YOUR GOAL -
Each record is to be copied exactly as written.

Collected data -

*** Begin section ***

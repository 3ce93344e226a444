//! Upload validation
//!
//! Decides whether an upload may enter the pipeline. Checks run in a fixed
//! order and the first failure wins: presence, declared type, size, then
//! (optionally) the content's magic bytes.

use crate::{
    config::ValidationPolicy,
    error::{BgEraserError, Result},
    services::MediaFormatHandler,
    types::UploadRequest,
};

/// Validator applying a [`ValidationPolicy`] to uploads
#[derive(Debug, Clone)]
pub struct UploadValidator {
    policy: ValidationPolicy,
}

impl UploadValidator {
    #[must_use]
    pub fn new(policy: ValidationPolicy) -> Self {
        Self { policy }
    }

    #[must_use]
    pub fn policy(&self) -> &ValidationPolicy {
        &self.policy
    }

    /// Validate an upload, returning it unchanged when accepted
    ///
    /// An upload with no bytes counts as missing.
    ///
    /// # Errors
    /// - `MissingFile` when no upload (or an empty one) was supplied
    /// - `UnsupportedType` when the declared type is not accepted, or when
    ///   content verification is on and the bytes are not an accepted image
    /// - `TooLarge` when the size exceeds the ceiling
    pub fn validate<'a>(&self, upload: Option<&'a UploadRequest>) -> Result<&'a UploadRequest> {
        let upload = match upload {
            Some(upload) if !upload.file_bytes.is_empty() => upload,
            _ => return Err(BgEraserError::MissingFile),
        };

        Self::validate_declared_type(&self.policy, &upload.declared_mime_type)?;
        Self::validate_size(&self.policy, upload.size_bytes())?;

        if self.policy.verify_content {
            Self::validate_content(&self.policy, &upload.file_bytes)?;
        }

        Ok(upload)
    }

    fn validate_declared_type(policy: &ValidationPolicy, declared: &str) -> Result<()> {
        let normalized = MediaFormatHandler::normalize_mime(declared);
        if policy.accepted_mime_types.contains(&normalized) {
            Ok(())
        } else {
            Err(BgEraserError::unsupported_type(declared.trim()))
        }
    }

    fn validate_size(policy: &ValidationPolicy, size: u64) -> Result<()> {
        if size > policy.max_upload_bytes {
            return Err(BgEraserError::TooLarge {
                size,
                max: policy.max_upload_bytes,
            });
        }
        Ok(())
    }

    fn validate_content(policy: &ValidationPolicy, bytes: &[u8]) -> Result<()> {
        match MediaFormatHandler::sniff_mime(bytes) {
            Some(sniffed) if Self::sniffed_type_accepted(policy, sniffed) => Ok(()),
            Some(sniffed) => Err(BgEraserError::unsupported_type(sniffed)),
            None => Err(BgEraserError::unsupported_type("unrecognized content")),
        }
    }

    // image/jpg is a common alias the sniffer never reports
    fn sniffed_type_accepted(policy: &ValidationPolicy, sniffed: &str) -> bool {
        policy.accepted_mime_types.contains(sniffed)
            || (sniffed == "image/jpeg" && policy.accepted_mime_types.contains("image/jpg"))
    }
}

impl Default for UploadValidator {
    fn default() -> Self {
        Self::new(ValidationPolicy::default())
    }
}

*** End section ***

EXERCISE ANSWER -
repository 3ce93344e226a444
//! Upload validation
//!
//! Decides whether an upload may enter the pipeline. Checks run in a fixed
//! order and the first failure wins: presence, declared type, size, then
//! (optionally) the content's magic bytes.

use crate::{
    config::ValidationPolicy,
    error::{BgEraserError, Result},
    services::MediaFormatHandler,
    types::UploadRequest,
};

/// Validator applying a [`ValidationPolicy`] to uploads
#[derive(Debug, Clone)]
pub struct UploadValidator {
    policy: ValidationPolicy,
}

impl UploadValidator {
    #[must_use]
    pub fn new(policy: ValidationPolicy) -> Self {
        Self { policy }
    }

    #[must_use]
    pub fn policy(&self) -> &ValidationPolicy {
        &self.policy
    }

    /// Validate an upload, returning it unchanged when accepted
    ///
    /// An upload with no bytes counts as missing.
    ///
    /// # Errors
    /// - `MissingFile` when no upload (or an empty one) was supplied
    /// - `UnsupportedType` when the declared type is not accepted, or when
    ///   content verification is on and the bytes are not an accepted image
    /// - `TooLarge` when the size exceeds the ceiling
    pub fn validate<'a>(&self, upload: Option<&'a UploadRequest>) -> Result<&'a UploadRequest> {
        let upload = match upload {
            Some(upload) if !upload.file_bytes.is_empty() => upload,
            _ => return Err(BgEraserError::MissingFile),
        };

        Self::validate_declared_type(&self.policy, &upload.declared_mime_type)?;
        Self::validate_size(&self.policy, upload.size_bytes())?;

        if self.policy.verify_content {
            Self::validate_content(&self.policy, &upload.file_bytes)?;
        }

        Ok(upload)
    }

    fn validate_declared_type(policy: &ValidationPolicy, declared: &str) -> Result<()> {
        let normalized = MediaFormatHandler::normalize_mime(declared);
        if policy.accepted_mime_types.contains(&normalized) {
            Ok(())
        } else {
            Err(BgEraserError::unsupported_type(declared.trim()))
        }
    }

    fn validate_size(policy: &ValidationPolicy, size: u64) -> Result<()> {
        if size > policy.max_upload_bytes {
            return Err(BgEraserError::TooLarge {
                size,
                max: policy.max_upload_bytes,
            });
        }
        Ok(())
    }

    fn validate_content(policy: &ValidationPolicy, bytes: &[u8]) -> Result<()> {
        match MediaFormatHandler::sniff_mime(bytes) {
            Some(sniffed) if Self::sniffed_type_accepted(policy, sniffed) => Ok(()),
            Some(sniffed) => Err(BgEraserError::unsupported_type(sniffed)),
            None => Err(BgEraserError::unsupported_type("unrecognized content")),
        }
    }

    // image/jpg is a common alias the sniffer never reports
    fn sniffed_type_accepted(policy: &ValidationPolicy, sniffed: &str) -> bool {
        policy.accepted_mime_types.contains(sniffed)
            || (sniffed == "image/jpeg" && policy.accepted_mime_types.contains("image/jpg"))
    }
}

impl Default for UploadValidator {
    fn default() -> Self {
        Self::new(ValidationPolicy::default())
    }
}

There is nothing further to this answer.